◆ Dataset entries
• • • • • • •

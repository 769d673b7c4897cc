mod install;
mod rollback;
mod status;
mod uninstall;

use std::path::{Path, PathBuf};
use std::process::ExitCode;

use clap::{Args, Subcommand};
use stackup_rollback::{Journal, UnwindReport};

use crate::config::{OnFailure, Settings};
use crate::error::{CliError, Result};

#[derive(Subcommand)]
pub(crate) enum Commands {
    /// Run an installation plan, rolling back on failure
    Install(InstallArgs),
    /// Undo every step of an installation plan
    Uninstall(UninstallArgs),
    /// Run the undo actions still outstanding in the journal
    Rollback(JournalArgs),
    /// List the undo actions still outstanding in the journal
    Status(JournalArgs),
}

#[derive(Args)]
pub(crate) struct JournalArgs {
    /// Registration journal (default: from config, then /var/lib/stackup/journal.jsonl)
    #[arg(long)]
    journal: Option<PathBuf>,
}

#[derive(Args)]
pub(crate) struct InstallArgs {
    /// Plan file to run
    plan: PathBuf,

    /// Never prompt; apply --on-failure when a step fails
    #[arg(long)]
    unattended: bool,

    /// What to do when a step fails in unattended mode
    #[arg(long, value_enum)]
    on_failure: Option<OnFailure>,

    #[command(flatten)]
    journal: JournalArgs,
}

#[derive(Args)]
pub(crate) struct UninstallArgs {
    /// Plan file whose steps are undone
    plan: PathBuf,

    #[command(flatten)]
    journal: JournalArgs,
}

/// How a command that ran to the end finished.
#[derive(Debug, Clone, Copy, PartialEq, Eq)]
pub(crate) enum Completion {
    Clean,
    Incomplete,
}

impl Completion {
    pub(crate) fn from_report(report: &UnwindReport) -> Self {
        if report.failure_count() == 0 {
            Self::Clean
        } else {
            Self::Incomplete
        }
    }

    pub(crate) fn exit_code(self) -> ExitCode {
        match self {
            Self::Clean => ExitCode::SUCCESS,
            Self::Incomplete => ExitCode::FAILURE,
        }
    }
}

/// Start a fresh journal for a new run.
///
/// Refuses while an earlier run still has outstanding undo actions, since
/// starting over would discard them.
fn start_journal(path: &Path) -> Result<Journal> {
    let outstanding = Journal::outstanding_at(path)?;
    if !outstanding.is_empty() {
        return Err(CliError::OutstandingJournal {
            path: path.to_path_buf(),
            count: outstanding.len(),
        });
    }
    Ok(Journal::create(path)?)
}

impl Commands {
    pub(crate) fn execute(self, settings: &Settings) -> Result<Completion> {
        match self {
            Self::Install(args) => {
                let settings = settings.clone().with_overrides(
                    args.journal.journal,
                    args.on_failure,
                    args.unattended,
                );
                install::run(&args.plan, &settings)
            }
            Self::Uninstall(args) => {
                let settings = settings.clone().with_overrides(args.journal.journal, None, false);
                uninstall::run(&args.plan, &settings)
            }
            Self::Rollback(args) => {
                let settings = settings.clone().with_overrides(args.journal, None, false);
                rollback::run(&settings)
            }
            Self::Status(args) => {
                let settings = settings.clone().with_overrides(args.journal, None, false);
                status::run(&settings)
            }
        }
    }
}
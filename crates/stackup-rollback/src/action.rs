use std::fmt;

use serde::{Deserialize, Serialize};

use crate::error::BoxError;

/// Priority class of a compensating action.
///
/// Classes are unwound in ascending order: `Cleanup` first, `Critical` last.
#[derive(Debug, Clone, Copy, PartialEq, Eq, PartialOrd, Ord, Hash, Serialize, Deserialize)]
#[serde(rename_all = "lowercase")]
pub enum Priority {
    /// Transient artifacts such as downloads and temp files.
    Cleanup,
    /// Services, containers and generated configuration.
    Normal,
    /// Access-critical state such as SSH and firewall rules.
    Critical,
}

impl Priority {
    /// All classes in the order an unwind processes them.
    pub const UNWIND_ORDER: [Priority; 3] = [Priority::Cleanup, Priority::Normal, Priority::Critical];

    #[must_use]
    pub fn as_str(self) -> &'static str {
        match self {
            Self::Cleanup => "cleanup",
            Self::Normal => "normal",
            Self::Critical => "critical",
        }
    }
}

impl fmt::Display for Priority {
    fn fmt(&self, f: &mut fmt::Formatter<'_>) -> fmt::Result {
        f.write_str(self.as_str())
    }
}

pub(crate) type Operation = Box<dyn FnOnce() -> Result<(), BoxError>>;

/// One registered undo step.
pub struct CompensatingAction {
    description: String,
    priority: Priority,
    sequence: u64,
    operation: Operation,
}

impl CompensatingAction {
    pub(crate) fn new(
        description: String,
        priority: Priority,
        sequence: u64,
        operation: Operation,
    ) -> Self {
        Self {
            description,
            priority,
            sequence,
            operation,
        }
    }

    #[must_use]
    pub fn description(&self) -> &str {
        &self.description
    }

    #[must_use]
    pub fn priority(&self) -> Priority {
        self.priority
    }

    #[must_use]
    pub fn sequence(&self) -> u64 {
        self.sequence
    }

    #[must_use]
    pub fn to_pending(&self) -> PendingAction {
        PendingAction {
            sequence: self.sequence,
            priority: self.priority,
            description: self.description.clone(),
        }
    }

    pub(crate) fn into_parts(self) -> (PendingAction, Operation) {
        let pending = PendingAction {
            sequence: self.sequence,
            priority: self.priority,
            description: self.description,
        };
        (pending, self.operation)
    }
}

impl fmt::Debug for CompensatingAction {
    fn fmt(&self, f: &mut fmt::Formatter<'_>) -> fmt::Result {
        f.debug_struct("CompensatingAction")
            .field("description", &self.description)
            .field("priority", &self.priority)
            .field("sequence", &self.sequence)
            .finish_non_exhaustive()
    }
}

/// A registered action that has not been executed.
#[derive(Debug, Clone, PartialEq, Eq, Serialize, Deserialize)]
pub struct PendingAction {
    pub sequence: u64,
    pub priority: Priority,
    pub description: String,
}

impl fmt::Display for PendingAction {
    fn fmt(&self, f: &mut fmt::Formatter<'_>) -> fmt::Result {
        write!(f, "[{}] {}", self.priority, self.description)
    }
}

• • • • • • •

◆ Assigned task
Would you please copy every line of the data exactly?

◆ Exercise result
repository 769d673b7c4897cc
mod install;
mod rollback;
mod status;
mod uninstall;

use std::path::{Path, PathBuf};
use std::process::ExitCode;

use clap::{Args, Subcommand};
use stackup_rollback::{Journal, UnwindReport};

use crate::config::{OnFailure, Settings};
use crate::error::{CliError, Result};

#[derive(Subcommand)]
pub(crate) enum Commands {
    /// Run an installation plan, rolling back on failure
    Install(InstallArgs),
    /// Undo every step of an installation plan
    Uninstall(UninstallArgs),
    /// Run the undo actions still outstanding in the journal
    Rollback(JournalArgs),
    /// List the undo actions still outstanding in the journal
    Status(JournalArgs),
}

#[derive(Args)]
pub(crate) struct JournalArgs {
    /// Registration journal (default: from config, then /var/lib/stackup/journal.jsonl)
    #[arg(long)]
    journal: Option<PathBuf>,
}

#[derive(Args)]
pub(crate) struct InstallArgs {
    /// Plan file to run
    plan: PathBuf,

    /// Never prompt; apply --on-failure when a step fails
    #[arg(long)]
    unattended: bool,

    /// What to do when a step fails in unattended mode
    #[arg(long, value_enum)]
    on_failure: Option<OnFailure>,

    #[command(flatten)]
    journal: JournalArgs,
}

#[derive(Args)]
pub(crate) struct UninstallArgs {
    /// Plan file whose steps are undone
    plan: PathBuf,

    #[command(flatten)]
    journal: JournalArgs,
}

/// How a command that ran to the end finished.
#[derive(Debug, Clone, Copy, PartialEq, Eq)]
pub(crate) enum Completion {
    Clean,
    Incomplete,
}

impl Completion {
    pub(crate) fn from_report(report: &UnwindReport) -> Self {
        if report.failure_count() == 0 {
            Self::Clean
        } else {
            Self::Incomplete
        }
    }

    pub(crate) fn exit_code(self) -> ExitCode {
        match self {
            Self::Clean => ExitCode::SUCCESS,
            Self::Incomplete => ExitCode::FAILURE,
        }
    }
}

/// Start a fresh journal for a new run.
///
/// Refuses while an earlier run still has outstanding undo actions, since
/// starting over would discard them.
fn start_journal(path: &Path) -> Result<Journal> {
    let outstanding = Journal::outstanding_at(path)?;
    if !outstanding.is_empty() {
        return Err(CliError::OutstandingJournal {
            path: path.to_path_buf(),
            count: outstanding.len(),
        });
    }
    Ok(Journal::create(path)?)
}

impl Commands {
    pub(crate) fn execute(self, settings: &Settings) -> Result<Completion> {
        match self {
            Self::Install(args) => {
                let settings = settings.clone().with_overrides(
                    args.journal.journal,
                    args.on_failure,
                    args.unattended,
                );
                install::run(&args.plan, &settings)
            }
            Self::Uninstall(args) => {
                let settings = settings.clone().with_overrides(args.journal.journal, None, false);
                uninstall::run(&args.plan, &settings)
            }
            Self::Rollback(args) => {
                let settings = settings.clone().with_overrides(args.journal, None, false);
                rollback::run(&settings)
            }
            Self::Status(args) => {
                let settings = settings.clone().with_overrides(args.journal, None, false);
                status::run(&settings)
            }
        }
    }
}
filename crates/stackup-rollback/src/action.rs
use std::fmt;

use serde::{Deserialize, Serialize};

use crate::error::BoxError;

/// Priority class of a compensating action.
///
/// Classes are unwound in ascending order: `Cleanup` first, `Critical` last.
#[derive(Debug, Clone, Copy, PartialEq, Eq, PartialOrd, Ord, Hash, Serialize, Deserialize)]
#[serde(rename_all = "lowercase")]
pub enum Priority {
    /// Transient artifacts such as downloads and temp files.
    Cleanup,
    /// Services, containers and generated configuration.
    Normal,
    /// Access-critical state such as SSH and firewall rules.
    Critical,
}

impl Priority {
    /// All classes in the order an unwind processes them.
    pub const UNWIND_ORDER: [Priority; 3] = [Priority::Cleanup, Priority::Normal, Priority::Critical];

    #[must_use]
    pub fn as_str(self) -> &'static str {
        match self {
            Self::Cleanup => "cleanup",
            Self::Normal => "normal",
            Self::Critical => "critical",
        }
    }
}

impl fmt::Display for Priority {
    fn fmt(&self, f: &mut fmt::Formatter<'_>) -> fmt::Result {
        f.write_str(self.as_str())
    }
}

pub(crate) type Operation = Box<dyn FnOnce() -> Result<(), BoxError>>;

/// One registered undo step.
pub struct CompensatingAction {
    description: String,
    priority: Priority,
    sequence: u64,
    operation: Operation,
}

impl CompensatingAction {
    pub(crate) fn new(
        description: String,
        priority: Priority,
        sequence: u64,
        operation: Operation,
    ) -> Self {
        Self {
            description,
            priority,
            sequence,
            operation,
        }
    }

    #[must_use]
    pub fn description(&self) -> &str {
        &self.description
    }

    #[must_use]
    pub fn priority(&self) -> Priority {
        self.priority
    }

    #[must_use]
    pub fn sequence(&self) -> u64 {
        self.sequence
    }

    #[must_use]
    pub fn to_pending(&self) -> PendingAction {
        PendingAction {
            sequence: self.sequence,
            priority: self.priority,
            description: self.description.clone(),
        }
    }

    pub(crate) fn into_parts(self) -> (PendingAction, Operation) {
        let pending = PendingAction {
            sequence: self.sequence,
            priority: self.priority,
            description: self.description,
        };
        (pending, self.operation)
    }
}

impl fmt::Debug for CompensatingAction {
    fn fmt(&self, f: &mut fmt::Formatter<'_>) -> fmt::Result {
        f.debug_struct("CompensatingAction")
            .field("description", &self.description)
            .field("priority", &self.priority)
            .field("sequence", &self.sequence)
            .finish_non_exhaustive()
    }
}

/// A registered action that has not been executed.
#[derive(Debug, Clone, PartialEq, Eq, Serialize, Deserialize)]
pub struct PendingAction {
    pub sequence: u64,
    pub priority: Priority,
    pub description: String,
}

impl fmt::Display for PendingAction {
    fn fmt(&self, f: &mut fmt::Formatter<'_>) -> fmt::Result {
        write!(f, "[{}] {}", self.priority, self.description)
    }
}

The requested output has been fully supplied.